Task input below:

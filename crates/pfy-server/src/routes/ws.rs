//! `GET /ws`: the live notification channel.
//!
//! The access token (query `token` or `Authorization` header) is verified
//! before the upgrade. The socket then joins exactly the room of the
//! token's user and receives every notification pushed there as a JSON
//! text frame `{ event, payload }`. Anything the client sends is ignored,
//! including legacy `join` requests naming another user.

use axum::extract::ws::{Message, WebSocket, WebSocketUpgrade};
use axum::extract::{Query, State};
use axum::http::HeaderMap;
use axum::http::header::{AUTHORIZATION, ORIGIN};
use axum::response::Response;
use pfy_auth::{bearer_token, verify_token};
use pfy_notify::RoomSubscription;
use serde::Deserialize;

use crate::error::{ApiError, ApiResult};
use crate::state::AppState;

#[derive(Debug, Default, Deserialize)]
#[serde(rename_all = "camelCase")]
pub struct WsParams {
    pub token: Option<String>,
}

pub async fn connect(
    State(state): State<AppState>,
    Query(params): Query<WsParams>,
    headers: HeaderMap,
    ws: WebSocketUpgrade,
) -> ApiResult<Response> {
    let origin = headers.get(ORIGIN).and_then(|v| v.to_str().ok());
    if !state.config.server.origin_allowed(origin) {
        tracing::warn!(origin, "live channel origin rejected");
        return Err(ApiError::forbidden("Origin not allowed"));
    }

    let header = headers.get(AUTHORIZATION).and_then(|v| v.to_str().ok());
    let token = match params.token.as_deref() {
        Some(token) => bearer_token(Some(token))?,
        None => bearer_token(header)?,
    };
    let claims = verify_token(token, state.jwt_secret())?;

    let room = state.hub.join(&claims.user_id);
    tracing::info!(user_id = %claims.user_id, "live channel connected");
    Ok(ws.on_upgrade(move |socket| session(socket, room)))
}

async fn session(mut socket: WebSocket, mut room: RoomSubscription) {
    loop {
        tokio::select! {
            pushed = room.recv() => {
                let Some(message) = pushed else { break };
                let frame = match message.to_json() {
                    Ok(frame) => frame,
                    Err(error) => {
                        tracing::warn!(%error, user_id = room.user_id(), "dropping push frame");
                        continue;
                    }
                };
                if socket.send(Message::Text(frame.into())).await.is_err() {
                    break;
                }
            }
            incoming = socket.recv() => match incoming {
                Some(Ok(Message::Close(_)) | Err(_)) | None => break,
                Some(Ok(_)) => {}
            },
        }
    }
    tracing::info!(user_id = room.user_id(), "live channel disconnected");
}
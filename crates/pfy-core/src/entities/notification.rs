use chrono::{DateTime, Utc};
use schemars::JsonSchema;
use serde::{Deserialize, Serialize};

/// Notification type written when a task is updated.
pub const TASK_UPDATED: &str = "task_updated";

/// Notification type written by the due-date sweep.
pub const TASK_DUE_SOON: &str = "task_due_soon";

/// One persisted notification per (event, recipient) pair.
///
/// This is also the payload pushed over the live channel.
#[derive(Debug, Clone, Serialize, Deserialize, JsonSchema, PartialEq, Eq)]
#[serde(rename_all = "camelCase")]
pub struct Notification {
    pub id: String,
    pub sender_id: String,
    pub receiver_id: String,
    pub message: String,
    /// Free-form tag, e.g. [`TASK_UPDATED`] or [`TASK_DUE_SOON`].
    pub notification_type: String,
    pub is_read: bool,
    pub task_id: String,
    pub created_at: DateTime<Utc>,
    pub updated_at: DateTime<Utc>,
}
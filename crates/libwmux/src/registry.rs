use std::cell::RefCell;
use std::rc::Rc;

use tracing::{debug, info};

use wmux_protocol::{GroupSnapshot, GroupToken, PaneId};

use crate::error::GroupError;
use crate::group::PaneGroup;
use crate::pane::{PaneDirectory, PaneRef};

/// Owner of every live pane group in this process.
///
/// The registry holds the strong references; dependency edges between groups
/// are weak. It routes server snapshots and reparent intents to groups by
/// token, enforces that at most one live group claims a pane at a time, and
/// sweeps groups out once they are destroyed. Groups are kept in creation
/// order.
pub struct GroupRegistry {
    directory: Rc<PaneDirectory>,
    groups: RefCell<Vec<Rc<PaneGroup>>>,
}

impl GroupRegistry {
    pub fn new(directory: Rc<PaneDirectory>) -> Self {
        Self {
            directory,
            groups: RefCell::new(Vec::new()),
        }
    }

    /// Create an empty group, to be populated by server snapshots.
    pub fn create_group(&self) -> Rc<PaneGroup> {
        let group = PaneGroup::new(Rc::clone(&self.directory), None);
        info!(token = %group.token(), "group created");
        self.groups.borrow_mut().push(Rc::clone(&group));
        group
    }

    /// Create a group pre-seeded with a pane awaiting reparent confirmation.
    pub fn create_group_for_pane(&self, pane: PaneRef) -> Result<Rc<PaneGroup>, GroupError> {
        self.ensure_unclaimed(pane.id())?;
        let pane_id = pane.id();
        let group = PaneGroup::new(Rc::clone(&self.directory), Some(pane));
        info!(token = %group.token(), pane = %pane_id, "group created for pane");
        self.groups.borrow_mut().push(Rc::clone(&group));
        Ok(group)
    }

    /// Route a reparent intent: mark `pane` as pending in the target group.
    ///
    /// The pane must not be claimed by a different live group; routing it at
    /// the group it already belongs to is fine.
    pub fn reparent_pane(&self, pane: PaneRef, token: GroupToken) -> Result<(), GroupError> {
        let group = self.group(token).ok_or(GroupError::GroupNotFound(token))?;
        if group.is_destroyed() {
            return Err(GroupError::GroupDestroyed(token));
        }
        if let Some(holder) = self.group_with_pane(pane.id())
            && holder.token() != token
        {
            return Err(GroupError::PaneAlreadyGrouped {
                pane: pane.id(),
                group: holder.token(),
            });
        }
        debug!(token = %token, pane = %pane.id(), "reparent requested");
        group.begin_reparent(pane);
        Ok(())
    }

    /// Route a server snapshot to its group. Destroyed groups still accept
    /// snapshots, the server stays authoritative for them.
    pub fn apply_snapshot(
        &self,
        token: GroupToken,
        snapshot: Option<GroupSnapshot>,
    ) -> Result<(), GroupError> {
        let group = self.group(token).ok_or(GroupError::GroupNotFound(token))?;
        group.apply_snapshot(snapshot);
        Ok(())
    }

    /// Destroy a group, then sweep every destroyed group out of the registry
    /// and return their tokens. With `cascade` the sweep picks up everything
    /// the cascade reached.
    pub fn destroy_group(
        &self,
        token: GroupToken,
        cascade: bool,
    ) -> Result<Vec<GroupToken>, GroupError> {
        let group = self.group(token).ok_or(GroupError::GroupNotFound(token))?;
        group.destroy(cascade);
        Ok(self.sweep())
    }

    /// Sweep groups that were destroyed outside `destroy_group`, e.g. by a
    /// cascade registered on some other group.
    pub fn purge_destroyed(&self) -> Vec<GroupToken> {
        self.sweep()
    }

    pub fn group(&self, token: GroupToken) -> Option<Rc<PaneGroup>> {
        self.groups
            .borrow()
            .iter()
            .find(|group| group.token() == token)
            .cloned()
    }

    /// First live group claiming `pane`, as a confirmed member or pending.
    pub fn group_with_pane(&self, pane: PaneId) -> Option<Rc<PaneGroup>> {
        self.groups
            .borrow()
            .iter()
            .find(|group| !group.is_destroyed() && group.has_pane(pane))
            .cloned()
    }

    pub fn tokens(&self) -> Vec<GroupToken> {
        self.groups.borrow().iter().map(|group| group.token()).collect()
    }

    pub fn len(&self) -> usize {
        self.groups.borrow().len()
    }

    pub fn is_empty(&self) -> bool {
        self.groups.borrow().is_empty()
    }

    /// The pane directory shared with every group this registry creates.
    pub fn directory(&self) -> Rc<PaneDirectory> {
        Rc::clone(&self.directory)
    }

    fn ensure_unclaimed(&self, pane: PaneId) -> Result<(), GroupError> {
        match self.group_with_pane(pane) {
            Some(group) => Err(GroupError::PaneAlreadyGrouped {
                pane,
                group: group.token(),
            }),
            None => Ok(()),
        }
    }

    fn sweep(&self) -> Vec<GroupToken> {
        let mut groups = self.groups.borrow_mut();
        let mut swept = Vec::new();
        groups.retain(|group| {
            if group.is_destroyed() {
                swept.push(group.token());
                false
            } else {
                true
            }
        });
        if !swept.is_empty() {
            info!(count = swept.len(), "destroyed groups swept from registry");
        }
        swept
    }
}
use serde::{Deserialize, Serialize};
use uuid::Uuid;

/// Identity of a pane, assigned when the pane's window is created and stable
/// for its whole lifetime.
#[derive(Debug, Clone, Copy, PartialEq, Eq, Hash, Serialize, Deserialize)]
pub struct PaneId(Uuid);

impl PaneId {
    /// Generate a fresh random pane id.
    pub fn new() -> Self {
        Self(Uuid::new_v4())
    }
}

impl Default for PaneId {
    fn default() -> Self {
        Self::new()
    }
}

impl std::fmt::Display for PaneId {
    fn fmt(&self, f: &mut std::fmt::Formatter<'_>) -> std::fmt::Result {
        write!(f, "{}", self.0)
    }
}

/// Client-created token that uniquely identifies a pane group for its whole
/// lifetime. Tokens are never reused.
#[derive(Debug, Clone, Copy, PartialEq, Eq, Hash, Serialize, Deserialize)]
pub struct GroupToken(Uuid);

impl GroupToken {
    /// Mint a fresh token.
    pub fn new() -> Self {
        Self(Uuid::new_v4())
    }
}

impl Default for GroupToken {
    fn default() -> Self {
        Self::new()
    }
}

impl std::fmt::Display for GroupToken {
    fn fmt(&self, f: &mut std::fmt::Formatter<'_>) -> std::fmt::Result {
        write!(f, "{}", self.0)
    }
}

/// Server-confirmed view of a group's membership, replaced wholesale on every
/// update.
///
/// `panes` lists members in server stacking order (topmost last) and only
/// names identities; whether an identity is hosted by this process is decided
/// locally. `empty` is the server's verdict on the whole group, which can
/// disagree with `panes.is_empty()` when members are hosted by other
/// processes.
#[derive(Debug, Clone, PartialEq, Eq, Serialize, Deserialize)]
pub struct GroupSnapshot {
    pub panes: Vec<PaneId>,
    pub empty: bool,
}

impl GroupSnapshot {
    pub fn new(panes: Vec<PaneId>, empty: bool) -> Self {
        Self { panes, empty }
    }

    /// A snapshot of a group the server reports as having no members.
    pub fn vacant() -> Self {
        Self::new(Vec::new(), true)
    }

    pub fn pane_ids(&self) -> &[PaneId] {
        &self.panes
    }

    /// Whether the server reports `id` as a member of this group.
    pub fn contains(&self, id: PaneId) -> bool {
        self.panes.contains(&id)
    }

    /// The server's emptiness verdict.
    pub fn is_empty(&self) -> bool {
        self.empty
    }
}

End of Task input.

● **Task instructions**
If a line comes after the one containing "Anything the client", leave it out; set down every line of the data before it, and that line itself, exactly.

● **Solution to the problem**
filename crates/pfy-server/src/routes/ws.rs
//! `GET /ws`: the live notification channel.
//!
//! The access token (query `token` or `Authorization` header) is verified
//! before the upgrade. The socket then joins exactly the room of the
//! token's user and receives every notification pushed there as a JSON
//! text frame `{ event, payload }`. Anything the client sends is ignored,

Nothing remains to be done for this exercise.